# taz.de -- Seenotrettungsschiff „Louise Michel“: „Sea-Watch 4“ kommt zu Hilfe
       
       > Die von Banksy gestiftete „Louise Michel“ liegt mit 219 Geretteten an
       > Bord manövrierunfähig im Meer. Italien und Malta haben bisher nicht auf
       > ihren Notruf reagiert.
       
 (IMG) Bild: Benannt nach einer französischen Anarchistin – das Seenotrettungsschiff „Louise Michel“
       
       FRANKFURT/MAIN/ROM/BERLIN epd/afp | Das Seenotrettungsschiff „Sea-Watch 4“
       hat am Samstag seinen Kurs im Mittelmeer geändert, um der
       manövrierunfähigen „Louise Michel“ zu helfen.
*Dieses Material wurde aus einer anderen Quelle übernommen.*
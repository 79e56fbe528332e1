use crate::utils::error::{RegistryError, Result};

pub trait Validate {
    fn validate(&self) -> Result<()>;
}

pub fn validate_path(field_name: &str, path: &str) -> Result<()> {
    if path.is_empty() {
        return Err(RegistryError::InvalidConfigValueError {
            field: field_name.to_string(),
            value: path.to_string(),
            reason: "Path cannot be empty".to_string(),
        });
    }

    if path.contains('\0') {
        return Err(RegistryError::InvalidConfigValueError {
            field: field_name.to_string(),
            value: path.to_string(),
            reason: "Path contains null bytes".to_string(),
        });
    }

    Ok(())
}

pub fn validate_required_field<'a, T>(field_name: &str, value: &'a Option<T>) -> Result<&'a T> {
    value.as_ref().ok_or_else(|| RegistryError::MissingConfigError {
        field: field_name.to_string(),
    })
}

pub fn validate_non_empty_string(field_name: &str, value: &str) -> Result<()> {
    if value.trim().is_empty() {
        return Err(RegistryError::ValidationError {
            message: format!("{} cannot be empty or whitespace-only", field_name),
        });
    }
    Ok(())
}

/// CSV delimiters must be a single ASCII character other than a quote or newline.
pub fn validate_delimiter(field_name: &str, value: &str) -> Result<u8> {
    match value.as_bytes() {
        [b] if b.is_ascii() && !matches!(b, b'"' | b'\n' | b'\r') => Ok(*b),
        _ => Err(RegistryError::InvalidConfigValueError {
            field: field_name.to_string(),
            value: value.to_string(),
            reason: "Delimiter must be a single ASCII character".to_string(),
        }),
    }
}

#[cfg(test)]
mod tests {
    use super::*;

    #[test]
    fn test_validate_path() {
        assert!(validate_path("load.output_path", "./output").is_ok());
        assert!(validate_path("load.output_path", "").is_err());
        assert!(validate_path("load.output_path", "out\0put").is_err());
    }

    #[test]
    fn test_validate_non_empty_string() {
        assert!(validate_non_empty_string("nome", "JOAO").is_ok());
        assert!(validate_non_empty_string("nome", "   ").is_err());
    }

    #[test]
    fn test_validate_required_field() {
        let present = Some(3);
        assert_eq!(*validate_required_field("x", &present).unwrap(), 3);
        let missing: Option<i32> = None;
        assert!(matches!(
            validate_required_field("x", &missing),
            Err(RegistryError::MissingConfigError { .. })
        ));
    }

    #[test]
    fn test_validate_delimiter() {
        assert_eq!(validate_delimiter("source.delimiter", ";").unwrap(), b';');
        assert_eq!(validate_delimiter("source.delimiter", "\t").unwrap(), b'\t');
        assert!(validate_delimiter("source.delimiter", "").is_err());
        assert!(validate_delimiter("source.delimiter", ";;").is_err());
        assert!(validate_delimiter("source.delimiter", "\"").is_err());
    }
}
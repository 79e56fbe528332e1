use crate::config::{AuditSettings, DEFAULT_REPORT_FILENAME};
use crate::domain::model::{AuditRules, Faction};
use crate::utils::error::{RegistryError, Result};
use crate::utils::validation::{validate_delimiter, validate_path, validate_required_field, Validate};
use regex::Regex;
use serde::{Deserialize, Serialize};
use std::path::Path;
use std::sync::OnceLock;

#[derive(Debug, Clone, Serialize, Deserialize)]
pub struct TomlConfig {
    pub audit: AuditInfo,
    pub source: SourceConfig,
    #[serde(default)]
    pub rules: AuditRules,
    pub load: LoadConfig,
}

#[derive(Debug, Clone, Serialize, Deserialize)]
pub struct AuditInfo {
    pub name: String,
    pub description: Option<String>,
}

#[derive(Debug, Clone, Serialize, Deserialize)]
pub struct SourceConfig {
    pub input_file: String,
    pub delimiter: Option<String>,
}

#[derive(Debug, Clone, Serialize, Deserialize)]
pub struct LoadConfig {
    pub output_path: Option<String>,
    pub report_filename: Option<String>,
}

fn env_var_pattern() -> &'static Regex {
    static PATTERN: OnceLock<Regex> = OnceLock::new();
    PATTERN.get_or_init(|| Regex::new(r"\$\{([^}]+)\}").expect("static pattern compiles"))
}

impl TomlConfig {
    /// Loads an audit configuration from a TOML file.
    pub fn from_file<P: AsRef<Path>>(path: P) -> Result<Self> {
        let content = std::fs::read_to_string(&path).map_err(RegistryError::IoError)?;
        Self::from_toml_str(&content)
    }

    pub fn from_toml_str(content: &str) -> Result<Self> {
        let processed_content = Self::substitute_env_vars(content);

        toml::from_str(&processed_content).map_err(|e| RegistryError::ConfigError {
            message: format!("TOML parsing error: {}", e),
        })
    }

    /// Replaces `${VAR}` with the environment value; unknown variables are left as written.
    fn substitute_env_vars(content: &str) -> String {
        env_var_pattern()
            .replace_all(content, |caps: &regex::Captures<'_>| {
                let var_name = &caps[1];
                std::env::var(var_name).unwrap_or_else(|_| format!("${{{}}}", var_name))
            })
            .into_owned()
    }

    pub fn validate_config(&self) -> Result<()> {
        if self.audit.name.trim().is_empty() {
            return Err(RegistryError::ConfigValidationError {
                field: "audit.name".to_string(),
                message: "Audit name cannot be blank".to_string(),
            });
        }

        validate_path("source.input_file", &self.source.input_file)?;
        validate_path(
            "load.output_path",
            validate_required_field("load.output_path", &self.load.output_path)?,
        )?;

        if let Some(delimiter) = &self.source.delimiter {
            validate_delimiter("source.delimiter", delimiter)?;
        }

        for code in &self.rules.allowed_factions {
            if code.trim().is_empty() {
                return Err(RegistryError::InvalidConfigValueError {
                    field: "rules.allowed_factions".to_string(),
                    value: code.clone(),
                    reason: "Faction codes cannot be empty".to_string(),
                });
            }
            if code.parse::<Faction>().is_err() {
                tracing::warn!("rules.allowed_factions has a code outside the known list: {}", code);
            }
        }

        Ok(())
    }

    pub fn output_path(&self) -> &str {
        self.load.output_path.as_deref().unwrap_or("./output")
    }

    pub fn report_filename(&self) -> &str {
        self.load
            .report_filename
            .as_deref()
            .unwrap_or(DEFAULT_REPORT_FILENAME)
    }

    pub fn to_settings(&self) -> Result<AuditSettings> {
        self.validate_config()?;

        let delimiter = match &self.source.delimiter {
            Some(d) => validate_delimiter("source.delimiter", d)?,
            None => b',',
        };

        Ok(AuditSettings {
            input_file: self.source.input_file.clone(),
            output_path: self.output_path().to_string(),
            delimiter,
            report_filename: self.report_filename().to_string(),
            rules: self.rules.clone(),
        })
    }
}

impl Validate for TomlConfig {
    fn validate(&self) -> Result<()> {
        self.validate_config()
    }
}

#[cfg(test)]
mod tests {
    use super::*;
    use std::io::Write;
    use tempfile::NamedTempFile;

    #[test]
    fn test_parse_basic_toml_config() {
        let toml_content = r#"
[audit]
name = "monthly-check"

[source]
input_file = "exports/individuos.csv"
delimiter = ";"

[rules]
require_cpf = true

[load]
output_path = "./reports"
"#;

        let config = TomlConfig::from_toml_str(toml_content).unwrap();
        assert_eq!(config.audit.name, "monthly-check");
        assert!(config.rules.require_cpf);
        assert!(config.rules.flag_homonyms);
        assert_eq!(config.rules.allowed_factions.len(), 7);

        let settings = config.to_settings().unwrap();
        assert_eq!(settings.delimiter, b';');
        assert_eq!(settings.report_filename, "audit_report.zip");
    }

    #[test]
    fn test_rules_section_is_optional() {
        let toml_content = r#"
[audit]
name = "defaults"

[source]
input_file = "individuos.csv"

[load]
output_path = "./out"
"#;

        let config = TomlConfig::from_toml_str(toml_content).unwrap();
        assert_eq!(config.rules, AuditRules::default());
        assert_eq!(config.to_settings().unwrap().delimiter, b',');
    }

    #[test]
    fn test_env_var_substitution() {
        std::env::set_var("CADASTRO_TEST_EXPORT", "/data/individuos.csv");

        let toml_content = r#"
[audit]
name = "env"

[source]
input_file = "${CADASTRO_TEST_EXPORT}"

[load]
output_path = "${CADASTRO_TEST_UNSET_DIR}"
"#;

        let config = TomlConfig::from_toml_str(toml_content).unwrap();
        assert_eq!(config.source.input_file, "/data/individuos.csv");
        assert_eq!(config.output_path(), "${CADASTRO_TEST_UNSET_DIR}");

        std::env::remove_var("CADASTRO_TEST_EXPORT");
    }

    #[test]
    fn test_missing_output_path_fails_validation() {
        let toml_content = r#"
[audit]
name = "no-output"

[source]
input_file = "individuos.csv"

[load]
"#;

        let config = TomlConfig::from_toml_str(toml_content).unwrap();
        assert!(matches!(
            config.validate(),
            Err(RegistryError::MissingConfigError { .. })
        ));
    }

    #[test]
    fn test_bad_delimiter_fails_validation() {
        let toml_content = r#"
[audit]
name = "bad"

[source]
input_file = "individuos.csv"
delimiter = "||"

[load]
output_path = "./out"
"#;

        let config = TomlConfig::from_toml_str(toml_content).unwrap();
        assert!(config.validate().is_err());
    }

    #[test]
    fn test_config_from_file() {
        let mut temp_file = NamedTempFile::new().unwrap();

        let toml_content = r#"
[audit]
name = "file-test"

[source]
input_file = "individuos.csv"

[load]
output_path = "./output"
"#;

        temp_file.write_all(toml_content.as_bytes()).unwrap();

        let config = TomlConfig::from_file(temp_file.path()).unwrap();
        assert_eq!(config.audit.name, "file-test");
    }

    #[test]
    fn test_blank_audit_name_fails_validation() {
        let toml_content = r#"
[audit]
name = "  "

[source]
input_file = "individuos.csv"

[load]
output_path = "./out"
"#;

        let config = TomlConfig::from_toml_str(toml_content).unwrap();
        assert!(matches!(
            config.validate(),
            Err(RegistryError::ConfigValidationError { ref field, .. }) if field == "audit.name"
        ));
    }

    #[test]
    fn test_invalid_toml_is_config_error() {
        assert!(matches!(
            TomlConfig::from_toml_str("[audit"),
            Err(RegistryError::ConfigError { .. })
        ));
    }
}
#[cfg(feature = "cli")]
pub mod cli;
pub mod local;
pub mod toml_config;

use crate::core::ConfigProvider;
use crate::domain::model::AuditRules;
use crate::utils::error::Result;
use crate::utils::validation::{validate_non_empty_string, validate_path, Validate};

pub const DEFAULT_REPORT_FILENAME: &str = "audit_report.zip";

/// Resolved settings for one audit run, whichever front end produced them.
#[derive(Debug, Clone, PartialEq, Eq)]
pub struct AuditSettings {
    pub input_file: String,
    pub output_path: String,
    pub delimiter: u8,
    pub report_filename: String,
    pub rules: AuditRules,
}

impl ConfigProvider for AuditSettings {
    fn input_file(&self) -> &str {
        &self.input_file
    }

    fn output_path(&self) -> &str {
        &self.output_path
    }

    fn delimiter(&self) -> u8 {
        self.delimiter
    }

    fn report_filename(&self) -> &str {
        &self.report_filename
    }

    fn rules(&self) -> &AuditRules {
        &self.rules
    }
}

impl Validate for AuditSettings {
    fn validate(&self) -> Result<()> {
        validate_path("input_file", &self.input_file)?;
        validate_path("output_path", &self.output_path)?;
        validate_non_empty_string("report_filename", &self.report_filename)?;
        Ok(())
    }
}
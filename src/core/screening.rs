//! Duplicate and homonym detection over registered individuals.
//!
//! A candidate is compared against everything already indexed: a shared CPF
//! is a duplicate, a shared name is a homonym, and a shared name backed by the
//! same mother or birth date is most likely the same person registered twice.

use crate::domain::model::Individual;
use serde::Serialize;
use std::collections::{BTreeMap, HashMap};

#[derive(Debug, Clone, Copy, PartialEq, Eq, PartialOrd, Ord, Hash, Serialize)]
#[serde(rename_all = "snake_case")]
pub enum MatchKind {
    DuplicateCpf,
    LikelySamePerson,
    Homonym,
}

#[derive(Debug, Clone, PartialEq, Eq, Serialize)]
pub struct RegistryMatch {
    pub row: usize,
    pub kind: MatchKind,
}

/// Upper-cased, whitespace-collapsed comparison key for person names.
pub fn name_key(name: &str) -> String {
    name.split_whitespace()
        .map(str::to_uppercase)
        .collect::<Vec<_>>()
        .join(" ")
}

fn optional_key(value: Option<&str>) -> Option<String> {
    value.map(name_key).filter(|k| !k.is_empty())
}

#[derive(Debug)]
struct Entry {
    row: usize,
    mother: Option<String>,
    birth_date: Option<String>,
}

#[derive(Debug, Default)]
pub struct RegistryIndex {
    entries: Vec<Entry>,
    by_cpf: HashMap<String, Vec<usize>>,
    by_name: HashMap<String, Vec<usize>>,
}

impl RegistryIndex {
    pub fn new() -> Self {
        Self::default()
    }

    pub fn from_records(records: &[Individual]) -> Self {
        let mut index = Self::new();
        for (row, individual) in records.iter().enumerate() {
            index.insert(row + 1, individual);
        }
        index
    }

    pub fn len(&self) -> usize {
        self.entries.len()
    }

    pub fn is_empty(&self) -> bool {
        self.entries.is_empty()
    }

    /// Indexes `individual` under `row`. Invalid CPFs are not indexed.
    pub fn insert(&mut self, row: usize, individual: &Individual) {
        let slot = self.entries.len();
        self.entries.push(Entry {
            row,
            mother: optional_key(individual.mother.as_deref()),
            birth_date: individual
                .birth_date
                .as_deref()
                .map(str::trim)
                .filter(|d| !d.is_empty())
                .map(str::to_string),
        });

        if let Some(Ok(cpf)) = individual.cpf() {
            self.by_cpf.entry(cpf.digits()).or_default().push(slot);
        }

        let key = name_key(&individual.name);
        if !key.is_empty() {
            self.by_name.entry(key).or_default().push(slot);
        }
    }

    /// Every indexed row that collides with `candidate`, strongest kind per row,
    /// ordered by row.
    pub fn matches(&self, candidate: &Individual) -> Vec<RegistryMatch> {
        let mut found: BTreeMap<usize, MatchKind> = BTreeMap::new();

        if let Some(Ok(cpf)) = candidate.cpf() {
            for &slot in self.by_cpf.get(&cpf.digits()).into_iter().flatten() {
                found.insert(self.entries[slot].row, MatchKind::DuplicateCpf);
            }
        }

        let mother = optional_key(candidate.mother.as_deref());
        let birth_date = candidate
            .birth_date
            .as_deref()
            .map(str::trim)
            .filter(|d| !d.is_empty());

        let key = name_key(&candidate.name);
        for &slot in self.by_name.get(&key).into_iter().flatten() {
            let entry = &self.entries[slot];
            let same_mother = matches!((&mother, &entry.mother), (Some(a), Some(b)) if a == b);
            let same_birth =
                matches!((birth_date, entry.birth_date.as_deref()), (Some(a), Some(b)) if a == b);

            let kind = if same_mother || same_birth {
                MatchKind::LikelySamePerson
            } else {
                MatchKind::Homonym
            };

            found
                .entry(entry.row)
                .and_modify(|existing| *existing = (*existing).min(kind))
                .or_insert(kind);
        }

        found
            .into_iter()
            .map(|(row, kind)| RegistryMatch { row, kind })
            .collect()
    }
}

/// Case-insensitive substring search on name or alias. An empty query keeps
/// every record.
pub fn search<'a>(records: &'a [Individual], query: &str) -> Vec<&'a Individual> {
    let needle = query.to_lowercase();
    records
        .iter()
        .filter(|ind| {
            ind.name.to_lowercase().contains(&needle)
                || ind
                    .alias
                    .as_deref()
                    .is_some_and(|alias| alias.to_lowercase().contains(&needle))
        })
        .collect()
}
use crate::core::Storage;
use crate::utils::error::Result;
use std::path::{Path, PathBuf};

/// Filesystem storage; relative paths resolve against `base_path`.
#[derive(Debug, Clone)]
pub struct LocalStorage {
    base_path: PathBuf,
}

impl LocalStorage {
    pub fn new(base_path: impl Into<PathBuf>) -> Self {
        Self {
            base_path: base_path.into(),
        }
    }

    fn resolve(&self, path: &str) -> PathBuf {
        self.base_path.join(Path::new(path))
    }
}

impl Storage for LocalStorage {
    async fn read_file(&self, path: &str) -> Result<Vec<u8>> {
        let full_path = self.resolve(path);
        tracing::debug!("Reading {}", full_path.display());
        Ok(tokio::fs::read(full_path).await?)
    }

    async fn write_file(&self, path: &str, data: &[u8]) -> Result<()> {
        let full_path = self.resolve(path);

        if let Some(parent) = full_path.parent() {
            tokio::fs::create_dir_all(parent).await?;
        }

        tokio::fs::write(&full_path, data).await?;
        tracing::debug!("Wrote {} bytes to {}", data.len(), full_path.display());
        Ok(())
    }
}
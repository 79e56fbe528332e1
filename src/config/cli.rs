use crate::config::{AuditSettings, DEFAULT_REPORT_FILENAME};
use crate::domain::model::AuditRules;
use crate::utils::error::Result;
use crate::utils::validation::{validate_delimiter, Validate};
use clap::{Args, Parser, Subcommand};

#[derive(Debug, Clone, Parser)]
#[command(name = "cadastro-cpf")]
#[command(about = "CPF masking, validation and registry audits")]
pub struct CliConfig {
    #[arg(long, global = true, help = "Enable verbose output")]
    pub verbose: bool,

    #[arg(long, global = true, help = "Emit logs as JSON lines")]
    pub json_logs: bool,

    #[command(subcommand)]
    pub command: Command,
}

#[derive(Debug, Clone, Subcommand)]
pub enum Command {
    /// Print the masked form (NNN.NNN.NNN-NN) of the input
    Mask { input: String },

    /// Check a CPF; exits with status 2 when it is invalid
    Validate { input: String },

    /// Print the form-field state (masked value and error flag) as JSON
    Check { input: String },

    /// Audit a registry export (CSV) and write a zipped report
    Audit(AuditArgs),
}

#[derive(Debug, Clone, Args)]
pub struct AuditArgs {
    #[arg(long)]
    pub input_file: String,

    #[arg(long, default_value = "./output")]
    pub output_path: String,

    #[arg(long, default_value = ",")]
    pub delimiter: String,

    #[arg(long, default_value = DEFAULT_REPORT_FILENAME)]
    pub report_filename: String,

    #[arg(long, help = "Report rows without a CPF")]
    pub require_cpf: bool,

    #[arg(long, help = "Do not report plain homonyms")]
    pub no_homonyms: bool,

    #[arg(long, value_delimiter = ',', help = "Allowed faction codes (defaults to the known list)")]
    pub factions: Vec<String>,
}

impl AuditArgs {
    pub fn to_settings(&self) -> Result<AuditSettings> {
        let defaults = AuditRules::default();
        let settings = AuditSettings {
            input_file: self.input_file.clone(),
            output_path: self.output_path.clone(),
            delimiter: validate_delimiter("delimiter", &self.delimiter)?,
            report_filename: self.report_filename.clone(),
            rules: AuditRules {
                require_cpf: self.require_cpf,
                flag_homonyms: !self.no_homonyms,
                allowed_factions: if self.factions.is_empty() {
                    defaults.allowed_factions
                } else {
                    self.factions.clone()
                },
            },
        };
        settings.validate()?;
        Ok(settings)
    }
}
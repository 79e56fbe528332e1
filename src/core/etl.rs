use crate::core::Pipeline;
use crate::utils::error::Result;

pub struct AuditEngine<P: Pipeline> {
    pipeline: P,
}

impl<P: Pipeline> AuditEngine<P> {
    pub fn new(pipeline: P) -> Self {
        Self { pipeline }
    }

    pub async fn run(&self) -> Result<String> {
        tracing::info!("Starting registry audit");

        let rows = self.pipeline.extract().await?;
        tracing::info!("Extracted {} rows", rows.len());

        let result = self.pipeline.transform(rows).await?;
        tracing::info!(
            total = result.summary.total_rows,
            clean = result.summary.clean_rows,
            findings = result.summary.findings,
            "Audit checks finished"
        );
        for (kind, count) in &result.summary.by_kind {
            tracing::debug!("{}: {}", kind.as_str(), count);
        }

        let output_path = self.pipeline.load(result).await?;
        tracing::info!("Report saved to: {}", output_path);

        Ok(output_path)
    }
}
Die Organisation Sea-Watch
       [1][teilte am Mittag auf Twitter mit], die beiden Rettungsschiffe seien
       noch vier Stunden voneinander entfernt.
       
       Nach einer ersten Rettungsaktion am Donnerstag, bei der 89 Menschen
       gerettet worden waren, kümmern sich die zehn Besatzungsmitglieder der
       „Louise Michel“ inzwischen um insgesamt 219 Menschen, nachdem am Freitag
       ein weiteres Boot mit 130 Menschen gesichert wurde. Das Rettungsschiff bat
       bereits die italienische Küstenwache und das maltesische Militär um Hilfe,
       doch die Behörden in Italien und Malta hätten nach Angaben der Crew
       zunächst nicht auf den Notruf reagiert.
       
       Eine Person sei bereits tot aufgefunden, [2][teilte die Besatzung der
       „Louise Michel“ auf Twitter mit]. Daneben seien mehrere Migranten mit
       Verbrennungen durch Treibstoff an Bord. Die Menschen wären tagelang auf See
       gewesen und bräuchten dringend Hilfe. Unter den Geretteten befänden sich
       auch viele Frauen und Kinder. Aufgrund des überfüllten Decks und einer an
       der Seite ausgefahrenen Rettungsinsel, auf der insgesamt 33 Menschen
       ausharren müssten, könne das Schiff nicht mehr bewegt werden.
       
       Laut der [3][Website Marinetraffic] lag die unter deutscher Flagge fahrende
       „Louise Michel“ am Samstagmorgen rund 90 Kilometer südöstlich der
       italienischen Insel Lampedusa.
       
       Die „Louise Michel“ hatte bei den zurückliegenden Rettungsaktionen der
       „Sea-Watch 4“ assistiert. Das überwiegend aus kirchlichen Spenden
       finanzierten Sea-Watch-Schiff nahm in den vergangenen Tagen mehr als 200
       Menschen auf und wartet ebenfalls auf einen sicheren Hafen. Der
       international bekannte Street-Art-Künstler Banksy unterstützt die „Louise
       Michel“. Er kaufte das frühere Schiff der französischen Marine für die
       Seenotrettung im Mittelmeer.
       
       Banksy hat das Schiff zudem bemalt – unter anderem mit dem Graffiti eines
       Mädchens in Rettungsweste, das einen pinken Rettungsring in Herzform hält.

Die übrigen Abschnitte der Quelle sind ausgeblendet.